Natterings about history files

Tue Jan 16 22:42:12 UTC 2001

Forrest J Cavalier <mibsoft at epix.net> writes:

> Is there an iterator other than HISexpire()?  It seems like a perfectly
> good one, but just asking.

I was thinking about that and there probably should be, yeah.  Something
like:

    bool HISwalk(struct history *, void *cookie,
                 bool (*callback)(void *cookie, time_t, time_t, time_t,
                                  const TOKEN *));

> I think the HISexpire callback should be 

> bool (*exists)(void *cookie, time_t arrived, time_t posted, time_t
> expires, const TOKEN *token);

> (Having a cookie in any callback seems like a good idea, but the other
> time_t items should go along because they might be needed anyway in the
> callback, which should not have to do a HISlookup())

Yup, good point.  And what would the cookie be?  Something passed into
HISexpire that it passes back into the callback?

> I don't suppose you would consider implementing a "cheap lookup" which
> would only do something quick, and never hit the disk.

Actually, yeah, I was thinking about that with respect to some history
designs that I was dreaming up and I couldn't decide if it was useful or
not.  On one hand, I could see doing something like only checking the last
day's history on CHECK and only doing the full check on a TAKETHIS, but
then on the other hand if you say "I want this" to the CHECK, you're going
to get a TAKETHIS, so it isn't clear to me that this actually gains
anything in the long run.

> Any chance of asynchronous API?  I know, it makes your head spin.

This is probably in the "to be added later" department; INN really isn't
in any shape to take advantage of anything asynchronous yet.  I'm not sure
if I'd want to do asynchronous or if I'd want to fork of a history thread,
too... or even if they're mutually exclusive.

> Imagine opening N fds to the history text file (which may happen anyway
> because of multiple text files) and setting them non-block.

Hm.  Doing several lookups in parallel?  I wonder if that would actually
be any faster.

> Tell us more about HISreplace()

That should rewrite the data "in place".  Our current history format
doesn't support it (well, it does kind of in some circumstances, but it
wasn't designed for it), so it may just always return false for some types
of history and the caller will have to cope.  But for a binary history
format with fixed-size records, we should be able to update article
information in place, which would allow us to solve several useful
problems such as duplicating the traditional behavior of tradspool expire
by changing which storage API token a given message ID points to when the
article expires out of the first group to which it was posted but hasn't
yet expired out of other groups.

Oh, another interface that we should have:

  bool HISconvert(struct history *, const char *newpath, const char *type);

You could fake this with an iterator, but I think it's probably a better
idea to have it be a regular interface even if it's implemented with an
iterator inside.  And that reminds me; just having a HIS_CREATE flag to
HISopen isn't sufficient since you want to be able to specify your history
type when you create a history file for the first time, so strike that
flag, HISopen should fail if the history file doesn't already exist, and
add

  struct history *HIScreate(const char *path, const char *type);

which will basically be makedbz but for all our history types.

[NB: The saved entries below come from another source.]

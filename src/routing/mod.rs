//! Routing subsystem.
//!
//! # Data Flow
//! ```text
//! Incoming Request (path, method)
//!     → matcher.rs (normalize, evaluate glob + method conditions)
//!     → Return: matched RoutePolicy list in configured order
//!
//! Route Ordering (at startup):
//!     RoutePolicy[]
//!     → specificity.rs (sort, most specific first)
//!     → Frozen into the immutable GatewayConfig
//! ```
//!
//! # Design Decisions
//! - Policies ordered at startup, immutable at runtime
//! - The matcher preserves input order; specificity is decided once,
//!   at config load, not per request
//! - Deterministic: same path/method always matches the same policies
//! - A malformed pattern aborts the whole match, never partial results

pub mod matcher;
pub mod specificity;

pub use matcher::{normalize_path, GlobRouteMatcher, RouteMatcher};
pub use specificity::sort_by_specificity;
//! Configuration loading from disk.
//!
//! Parsing, validation and the specificity sort happen here, in that
//! order; the rest of the system only ever sees a validated config
//! whose route policies are already ordered most specific first.
//! Reading and finalizing are separate steps so flag overrides can be
//! merged in before validation runs.

use std::fs;
use std::path::Path;

use thiserror::Error;

use crate::config::schema::GatewayConfig;
use crate::config::validation::{validate_config, ValidationError};
use crate::routing::specificity::sort_by_specificity;

/// Error type for configuration loading.
#[derive(Debug, Error)]
pub enum ConfigError {
    #[error("could not read config file: {0}")]
    Io(#[from] std::io::Error),

    #[error("could not parse config yaml: {0}")]
    Parse(#[from] serde_yaml::Error),

    #[error("invalid config: {}", format_errors(.0))]
    Validation(Vec<ValidationError>),
}

fn format_errors(errors: &[ValidationError]) -> String {
    errors
        .iter()
        .map(|e| e.to_string())
        .collect::<Vec<_>>()
        .join(", ")
}

/// Read and deserialize a configuration file without validating it.
/// Flag overrides are folded in between this step and
/// [`finalize_config`], so that they face the same checks as file
/// values.
pub fn read_config(path: &Path) -> Result<GatewayConfig, ConfigError> {
    let content = fs::read_to_string(path)?;
    Ok(serde_yaml::from_str(&content)?)
}

/// Validate and specificity-sort a deserialized configuration.
///
/// Route policies come back sorted with decreasing specificity; the
/// anonymous-access decision relies on that order at request time.
pub fn finalize_config(mut config: GatewayConfig) -> Result<GatewayConfig, ConfigError> {
    validate_config(&config).map_err(ConfigError::Validation)?;

    sort_by_specificity(&mut config.route_policies);

    Ok(config)
}

/// Parse and validate configuration from YAML text.
pub fn parse_config(content: &str) -> Result<GatewayConfig, ConfigError> {
    finalize_config(serde_yaml::from_str(content)?)
}

#[cfg(test)]
mod tests {
    use super::*;

    const SAMPLE: &str = r#"
server:
  upstreamUrl: http://localhost:8080

authentication:
  issuer: https://issuer.example.com
  clockSkewInSeconds: 30

claimPolicies:
  CanDeleteUsers:
    - claim: permission
      values: [DeleteUser]
  EmployeeOnly:
    - claim: employee_id

routePolicies:
  - path: /**
    allowAnonymous: true
  - path: /users/*
    methods: [DELETE]
    policyName: CanDeleteUsers
  - path: /users
    methods: [GET]
    policyName: EmployeeOnly
"#;

    #[test]
    fn test_parse_sample_config() {
        let config = parse_config(SAMPLE).unwrap();

        assert_eq!(
            config.server.upstream_url.as_deref(),
            Some("http://localhost:8080")
        );
        assert_eq!(
            config.authentication.issuer.as_deref(),
            Some("https://issuer.example.com")
        );
        assert_eq!(config.authentication.clock_skew_in_seconds, 30);
        assert_eq!(config.claim_policies.len(), 2);
        assert_eq!(config.route_policies.len(), 3);

        // existence-only requirement deserializes without values
        let employee = &config.claim_policies["EmployeeOnly"][0];
        assert_eq!(employee.claim, "employee_id");
        assert!(employee.values.is_none());
    }

    #[test]
    fn test_route_policies_sorted_on_load() {
        let config = parse_config(SAMPLE).unwrap();

        // /users/* (1 segment separator, 1 wildcard) before /users, /** last
        let paths: Vec<&str> = config
            .route_policies
            .iter()
            .map(|p| p.path.as_str())
            .collect();
        assert_eq!(paths, vec!["/users/*", "/users", "/**"]);
    }

    #[test]
    fn test_invalid_yaml_rejected() {
        let err = parse_config("routePolicies: {not: [valid").unwrap_err();
        assert!(matches!(err, ConfigError::Parse(_)));
    }

    #[test]
    fn test_semantic_violation_rejected() {
        let err = parse_config(
            r#"
routePolicies:
  - path: /admin
    policyName: NoSuchPolicy
"#,
        )
        .unwrap_err();
        assert!(matches!(err, ConfigError::Validation(_)));
    }

    #[test]
    fn test_finalize_validates_merged_config() {
        let mut config = GatewayConfig::default();
        config.server.upstream_url = Some("ftp://files.example.com".to_string());

        let err = finalize_config(config).unwrap_err();
        assert!(matches!(err, ConfigError::Validation(_)));
    }

    #[test]
    fn test_minimal_config_defaults() {
        let config = parse_config("{}").unwrap();
        assert!(config.server.upstream_url.is_none());
        assert!(!config.authentication.ignore_expiration);
        assert_eq!(config.authentication.clock_skew_in_seconds, 0);
        assert!(config.route_policies.is_empty());
    }
}
//! HTTP protocol handling subsystem.
//!
//! # Data Flow
//! ```text
//! TCP connection
//!     → server.rs (Axum setup, gateway handler)
//!     → routing + auth decide: forward / 401 / 403 / 500
//!     → upstream.rs (forward authorized requests, stream response)
//!     → Send to client
//! ```

pub mod server;
pub mod upstream;

pub use server::{AppState, GatewayServer};
pub use upstream::Upstream;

> Is "key" a message-ID or a hash?  I vote for message Id (do we get
> votes?), and please change the prototypes if so.

Message-ID, definitely, and will do.

> What are the goals for this?  Speed?  Clean-ness?  Reducing the size of
> the history file?

Clean-ness is the main goal of the API for me, that and encapsulation of
the history stuff like we've done for storage and overview so that someone
can write a new backend and drop it in place and nothing else in INN will
have to change.

I have a few ideas for a new history format that should be smaller, less
likely to run into large file problems, and probably faster, but that can
wait for the API, and someone else may have an excellent idea and beat me
to it.

Another thing this will let us do is get rid of the current mess between
regular and tagged hash and make converting back and forth possible, as
well as clean up the code and eliminate the need for the configure option.

Incidentally, I think I may know why Barry was seeing a lot more writes
with current history than with his hacked 1.5-based stuff.  One of the
changes that we picked up was to go to three files, having a history.hash
and a history.index.  Those are two tables with parallel structure, one of
them having the hash of each history entry (designed to answer the
question "do we have this article") and the other containing the offsets
into the text file at the same place that the relevant hash is at in the
first.  Before, with the earlier history format, writing to the history
file required two disk writes, one to the end of the history file (with
buffering and locality of writes) and the other to the hash table.
Currently, you need three writes, one to each of .hash and .index, and one
of those isn't even normally memory mapped and is done with pwrite, which
is unbuffered.

This is one of the tradeoffs that I keep running into when trying to
design a better history format; most of the designs that seem like they
might be faster, simpler, or smaller end up requiring either more writes
or losing the locality of writes on the disk (and therefore the ease of
buffering smaller writes into one larger write).

-- 
Russ Allbery (rra at stanford.edu)             <http://www.eyrie.org/~eagle/>